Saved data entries
---*---
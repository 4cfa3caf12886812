//! # capdev - Capture Device Abstraction
//!
//! capdev discovers audio/video capture hardware exposed by the host's media
//! subsystem, matches a requested configuration against what each device
//! supports and drives the capture pipeline that delivers timestamped frames
//! to a callback.
//!
//! ## Key Features
//!
//! - **Accurate catalogs**: encoded capture cards are described from a quirk
//!   table instead of their bogus raw modes
//! - **Identical models**: devices are told apart by physical location
//! - **Safe lifecycle**: partial failures roll back, teardown is total
//!
//! ## Quick Start
//!
//! ```rust,no_run
//! use capdev::{Capdev, RequestedVideoConfig, SimulatedHost};
//! use std::sync::Arc;
//!
//! #[tokio::main]
//! async fn main() -> Result<(), Box<dyn std::error::Error>> {
//!     let capdev = Capdev::init()?;
//!     let mut device = capdev.simulated_device(Arc::new(SimulatedHost::new()));
//!
//!     for entry in device.enumerate_video_devices()? {
//!         println!("{} ({} modes)", entry.name(), entry.capabilities.len());
//!     }
//!
//!     let request = RequestedVideoConfig::new(1280, 720).with_fps(30.0);
//!     let mut frames = device.start_video_queue(request)?;
//!     while let Some(frame) = frames.recv().await {
//!         println!("{} bytes at {}", frame.data.len(), frame.start_time);
//!     }
//!     Ok(())
//! }
//! ```

#![deny(missing_docs)]
#![warn(clippy::all)]

// Re-export core types for easy access
pub use capdev_core::{
    fps_from_frame_interval, frame_interval_from_fps, AudioCapabilitySet, AudioDeviceEntry,
    AudioFormat, AudioMode, AudioSource, CaptureError, CaptureResult, DeviceCatalogEntry,
    DeviceCategory, DeviceId, DeviceRegistry, ErrorCategory, GraphState, HostError, HostResult,
    InstanceRecord, MediaFramework, NegotiatedAudio, NegotiatedVideo, RawDevice, RawSample,
    RequestedAudioConfig, RequestedVideoConfig, ResolvedAudioConfig, ResolvedVideoConfig,
    ResultCode, SampleSink, StreamKind, VideoCapabilitySet, VideoDeviceEntry, VideoFormat,
    WindowHandle, DEFAULT_FRAME_QUEUE_CAPACITY,
};

#[cfg(feature = "media")]
pub use capdev_media::{
    frame_queue, match_audio, match_video, select_device, AudioCallback, CaptureGraph, Device,
    DeviceEnumerator, DeviceOptions, DialogKind, DispatchStats, Fault, Frame, FrameReceiver,
    NoMatch, OwnedFrame, QuirkTable, SimulatedDevice, SimulatedHost, VideoCallback,
};

#[cfg(feature = "diagnostics")]
pub use capdev_diagnostics::{CatalogReport, CatalogSummary, DebugLogger, DiagnosticsError};

// Public API modules
pub mod config;

// Re-export main API types
pub use config::CaptureSettings;
#[cfg(feature = "media")]
pub use config::WithSettings;

#[cfg(feature = "media")]
use std::sync::Arc;

/// Main entry point for capdev
#[derive(Debug, Clone)]
pub struct Capdev {
    settings: CaptureSettings,
}

impl Capdev {
    /// Initialize capdev with default settings
    pub fn init() -> CaptureResult<Self> {
        Self::init_with(CaptureSettings::default())
    }

    /// Initialize with custom settings
    ///
    /// Installs the logging subscriber when `debug_logging` or `log_filter`
    /// asks for it and the diagnostics feature is enabled.
    pub fn init_with(settings: CaptureSettings) -> CaptureResult<Self> {
        settings.validate()?;

        #[cfg(feature = "diagnostics")]
        if settings.debug_logging || settings.log_filter.is_some() {
            let filter = settings
                .log_filter
                .as_deref()
                .unwrap_or_else(|| DebugLogger::default_filter(settings.debug_logging));
            DebugLogger::init_logging(filter).map_err(|e| CaptureError::InvalidConfiguration {
                message: e.to_string(),
            })?;
        }

        tracing::debug!("capdev initialized with {:?}", settings);
        Ok(Self { settings })
    }

    /// Active settings
    pub fn settings(&self) -> &CaptureSettings {
        &self.settings
    }

    /// Open a device instance on the given host collaborators
    #[cfg(feature = "media")]
    pub fn device(
        &self,
        framework: Arc<dyn MediaFramework>,
        registry: Arc<dyn DeviceRegistry>,
    ) -> Device {
        Device::new(framework, registry).with_settings(&self.settings)
    }

    /// Open a device instance on an in-memory host
    #[cfg(feature = "media")]
    pub fn simulated_device(&self, host: Arc<SimulatedHost>) -> Device {
        Device::simulated(host).with_settings(&self.settings)
    }

    /// Enumerate both categories and snapshot the result
    #[cfg(all(feature = "media", feature = "diagnostics"))]
    pub fn catalog_report(&self, device: &Device) -> CaptureResult<CatalogReport> {
        let video = device.enumerate_video_devices()?;
        let audio = device.enumerate_audio_devices()?;
        Ok(CatalogReport::from_entries(&video, &audio))
    }
}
---*---
■ Assignment
Could you please copy the lines above exactly, beginning at the first and ending at the line that contains "teardown is total"?

■ Worked solution
repository 4cfa3caf12886812
//! # capdev - Capture Device Abstraction
//!
//! capdev discovers audio/video capture hardware exposed by the host's media
//! subsystem, matches a requested configuration against what each device
//! supports and drives the capture pipeline that delivers timestamped frames
//! to a callback.
//!
//! ## Key Features
//!
//! - **Accurate catalogs**: encoded capture cards are described from a quirk
//!   table instead of their bogus raw modes
//! - **Identical models**: devices are told apart by physical location
//! - **Safe lifecycle**: partial failures roll back, teardown is total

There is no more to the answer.